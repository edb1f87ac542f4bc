use std::fmt;
use std::num::NonZeroUsize;
use std::sync::atomic::{AtomicU64, Ordering};
use std::sync::{Mutex, MutexGuard};

use lru::LruCache;
use serde::Serialize;
use tracing::debug;

use crate::config::DEFAULT_CACHE_CAPACITY;

/// Memoized scoring functions.
#[derive(Debug, Clone, Copy, PartialEq, Eq, Hash)]
pub enum ScoreFunction {
    Compatibility,
    SharedAvailability,
}

impl ScoreFunction {
    pub fn as_str(self) -> &'static str {
        match self {
            ScoreFunction::Compatibility => "compatibility",
            ScoreFunction::SharedAvailability => "shared_availability",
        }
    }
}

/// Cache identity built from the scoring function and the pair it scored.
#[derive(Debug, Clone, PartialEq, Eq, Hash)]
pub struct ScoreCacheKey {
    function: ScoreFunction,
    therapist_id: String,
    client_id: String,
}

impl ScoreCacheKey {
    pub fn new(
        function: ScoreFunction,
        therapist_id: impl Into<String>,
        client_id: impl Into<String>,
    ) -> Self {
        Self {
            function,
            therapist_id: therapist_id.into(),
            client_id: client_id.into(),
        }
    }

    pub fn compatibility(therapist_id: &str, client_id: &str) -> Self {
        Self::new(ScoreFunction::Compatibility, therapist_id, client_id)
    }

    pub fn function(&self) -> ScoreFunction {
        self.function
    }

    pub fn therapist_id(&self) -> &str {
        &self.therapist_id
    }

    pub fn client_id(&self) -> &str {
        &self.client_id
    }
}

impl fmt::Display for ScoreCacheKey {
    fn fmt(&self, f: &mut fmt::Formatter<'_>) -> fmt::Result {
        write!(
            f,
            "{}:{}_{}",
            self.function.as_str(),
            self.therapist_id,
            self.client_id
        )
    }
}

#[derive(Debug, Clone, Copy, Default, PartialEq, Eq, Serialize)]
#[serde(rename_all = "camelCase")]
pub struct CacheStats {
    pub entries: usize,
    pub hits: u64,
    pub misses: u64,
}

/// Process-local memo of pair scores. Entries live until `clear` or until LRU
/// eviction at capacity; there is no time-based expiry.
pub struct ScoreCache {
    entries: Mutex<LruCache<ScoreCacheKey, f64>>,
    hits: AtomicU64,
    misses: AtomicU64,
}

impl ScoreCache {
    pub fn new(capacity: usize) -> Self {
        let capacity = NonZeroUsize::new(capacity)
            .or(NonZeroUsize::new(DEFAULT_CACHE_CAPACITY))
            .unwrap_or(NonZeroUsize::MIN);
        Self {
            entries: Mutex::new(LruCache::new(capacity)),
            hits: AtomicU64::new(0),
            misses: AtomicU64::new(0),
        }
    }

    pub fn get(&self, key: &ScoreCacheKey) -> Option<f64> {
        let found = self.lock().get(key).copied();
        match found {
            Some(_) => self.hits.fetch_add(1, Ordering::Relaxed),
            None => self.misses.fetch_add(1, Ordering::Relaxed),
        };
        found
    }

    pub fn insert(&self, key: ScoreCacheKey, value: f64) {
        self.lock().put(key, value);
    }

    /// Returns the cached value or computes, stores and returns it. The
    /// computation runs outside the lock; when two workers race on one key
    /// the first stored value wins.
    pub fn get_or_try_insert_with<E>(
        &self,
        key: &ScoreCacheKey,
        compute: impl FnOnce() -> Result<f64, E>,
    ) -> Result<f64, E> {
        if let Some(value) = self.get(key) {
            debug!(target: "engine::cache", cache_key = %key, "cache hit");
            return Ok(value);
        }

        let computed = compute()?;
        let mut entries = self.lock();
        let value = *entries.get_or_insert(key.clone(), || computed);
        debug!(target: "engine::cache", cache_key = %key, "cached score");
        Ok(value)
    }

    /// Drops every entry and resets the counters; returns how many entries
    /// were removed.
    pub fn clear(&self) -> usize {
        let mut entries = self.lock();
        let removed = entries.len();
        entries.clear();
        self.hits.store(0, Ordering::Relaxed);
        self.misses.store(0, Ordering::Relaxed);
        debug!(target: "engine::cache", removed, "score cache cleared");
        removed
    }

    pub fn len(&self) -> usize {
        self.lock().len()
    }

    pub fn is_empty(&self) -> bool {
        self.len() == 0
    }

    pub fn stats(&self) -> CacheStats {
        CacheStats {
            entries: self.len(),
            hits: self.hits.load(Ordering::Relaxed),
            misses: self.misses.load(Ordering::Relaxed),
        }
    }

    fn lock(&self) -> MutexGuard<'_, LruCache<ScoreCacheKey, f64>> {
        // A panic while holding the lock cannot leave a half-written f64.
        self.entries
            .lock()
            .unwrap_or_else(|poisoned| poisoned.into_inner())
    }
}

impl Default for ScoreCache {
    fn default() -> Self {
        Self::new(DEFAULT_CACHE_CAPACITY)
    }
}

impl fmt::Debug for ScoreCache {
    fn fmt(&self, f: &mut fmt::Formatter<'_>) -> fmt::Result {
        f.debug_struct("ScoreCache").field("stats", &self.stats()).finish()
    }
}
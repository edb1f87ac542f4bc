use serde::de::DeserializeOwned;
use serde::{Deserialize, Serialize};
use serde_json::Value as JsonValue;
use tracing::debug;

use crate::commands::{CacheClearResult, CommandError, CommandResult, EngineState};
use crate::error::AppError;
use crate::models::plan::{AssignmentPlan, ScheduleConstraints};
use crate::models::scheduling::{Alternative, Client, Conflict, ExistingSession, Therapist};
use crate::services::conflict_detector::ProposedSession;
use crate::services::schedule_optimizer::CancellationFlag;

#[derive(Debug, Clone, Serialize, Deserialize)]
#[serde(rename_all = "camelCase")]
pub struct DetectConflictsInput {
    #[serde(flatten)]
    pub session: ProposedSession,
    #[serde(default, alias = "existing_sessions")]
    pub existing_sessions: Vec<ExistingSession>,
    pub therapist: Therapist,
    pub client: Client,
}

#[derive(Debug, Clone, Serialize, Deserialize)]
#[serde(rename_all = "camelCase")]
pub struct SuggestAlternativesInput {
    #[serde(flatten)]
    pub session: ProposedSession,
    #[serde(default, alias = "existing_sessions")]
    pub existing_sessions: Vec<ExistingSession>,
    pub therapist: Therapist,
    pub client: Client,
    #[serde(default)]
    pub conflicts: Vec<Conflict>,
}

#[derive(Debug, Clone, Serialize, Deserialize)]
#[serde(rename_all = "camelCase")]
pub struct OptimizeScheduleInput {
    #[serde(default)]
    pub clients: Vec<Client>,
    #[serde(default)]
    pub therapists: Vec<Therapist>,
    #[serde(default, alias = "existing_sessions")]
    pub existing_sessions: Vec<ExistingSession>,
    pub constraints: ScheduleConstraints,
}

pub async fn detect_scheduling_conflicts(
    state: &EngineState,
    input: DetectConflictsInput,
) -> CommandResult<Vec<Conflict>> {
    state
        .detector()
        .detect(&input.session, &input.existing_sessions, &input.therapist, &input.client)
        .map_err(CommandError::from)
}

pub async fn suggest_alternative_times(
    state: &EngineState,
    input: SuggestAlternativesInput,
) -> CommandResult<Vec<Alternative>> {
    state
        .suggester()
        .suggest(
            &input.session,
            &input.existing_sessions,
            &input.therapist,
            &input.client,
            &input.conflicts,
        )
        .await
        .map_err(CommandError::from)
}

pub async fn optimize_schedule(
    state: &EngineState,
    input: OptimizeScheduleInput,
) -> CommandResult<AssignmentPlan> {
    optimize_schedule_cancellable(state, input, CancellationFlag::new()).await
}

/// Runs the batch off the async executor; `cancel` may be flipped from any
/// task while it runs.
pub async fn optimize_schedule_cancellable(
    state: &EngineState,
    input: OptimizeScheduleInput,
    cancel: CancellationFlag,
) -> CommandResult<AssignmentPlan> {
    let optimizer = state.optimizer();
    run_blocking(move || {
        optimizer.optimize_batch(
            &input.clients,
            &input.therapists,
            &input.existing_sessions,
            &input.constraints,
            &cancel,
        )
    })
    .await
}

pub async fn clear_schedule_cache(state: &EngineState) -> CommandResult<CacheClearResult> {
    let result = state.clear_cache();
    debug!(target: "engine::command", entries = result.entries_cleared, "schedule cache cleared");
    Ok(result)
}

/// Routes a named operation with a JSON payload, for RPC or HTTP hosts.
pub async fn dispatch(
    state: &EngineState,
    operation: &str,
    payload: JsonValue,
) -> CommandResult<JsonValue> {
    debug!(target: "engine::command", %operation, "dispatching");
    match operation {
        "detect_scheduling_conflicts" => {
            to_json(detect_scheduling_conflicts(state, from_json(payload)?).await?)
        }
        "suggest_alternative_times" => {
            to_json(suggest_alternative_times(state, from_json(payload)?).await?)
        }
        "optimize_schedule" => to_json(optimize_schedule(state, from_json(payload)?).await?),
        "clear_schedule_cache" => to_json(clear_schedule_cache(state).await?),
        other => Err(CommandError::unknown_operation(other)),
    }
}

fn from_json<T: DeserializeOwned>(payload: JsonValue) -> CommandResult<T> {
    serde_json::from_value(payload).map_err(|err| {
        CommandError::from(AppError::validation_with_details(
            "invalid request payload",
            serde_json::json!({ "error": err.to_string() }),
        ))
    })
}

fn to_json<T: Serialize>(value: T) -> CommandResult<JsonValue> {
    serde_json::to_value(value).map_err(|err| CommandError::from(AppError::Serialization(err)))
}

async fn run_blocking<T: Send + 'static>(
    task: impl FnOnce() -> Result<T, AppError> + Send + 'static,
) -> CommandResult<T> {
    tokio::task::spawn_blocking(task)
        .await
        .map_err(|err| CommandError::new("UNKNOWN", format!("batch task failed to complete: {err}"), None))?
        .map_err(CommandError::from)
}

(Problem details): Look for the word "Relaxed" in every line of the listing and copy the lines that have it.

(Task output):
            Some(_) => self.hits.fetch_add(1, Ordering::Relaxed),
            None => self.misses.fetch_add(1, Ordering::Relaxed),
        self.hits.store(0, Ordering::Relaxed);
        self.misses.store(0, Ordering::Relaxed);
            hits: self.hits.load(Ordering::Relaxed),
            misses: self.misses.load(Ordering::Relaxed),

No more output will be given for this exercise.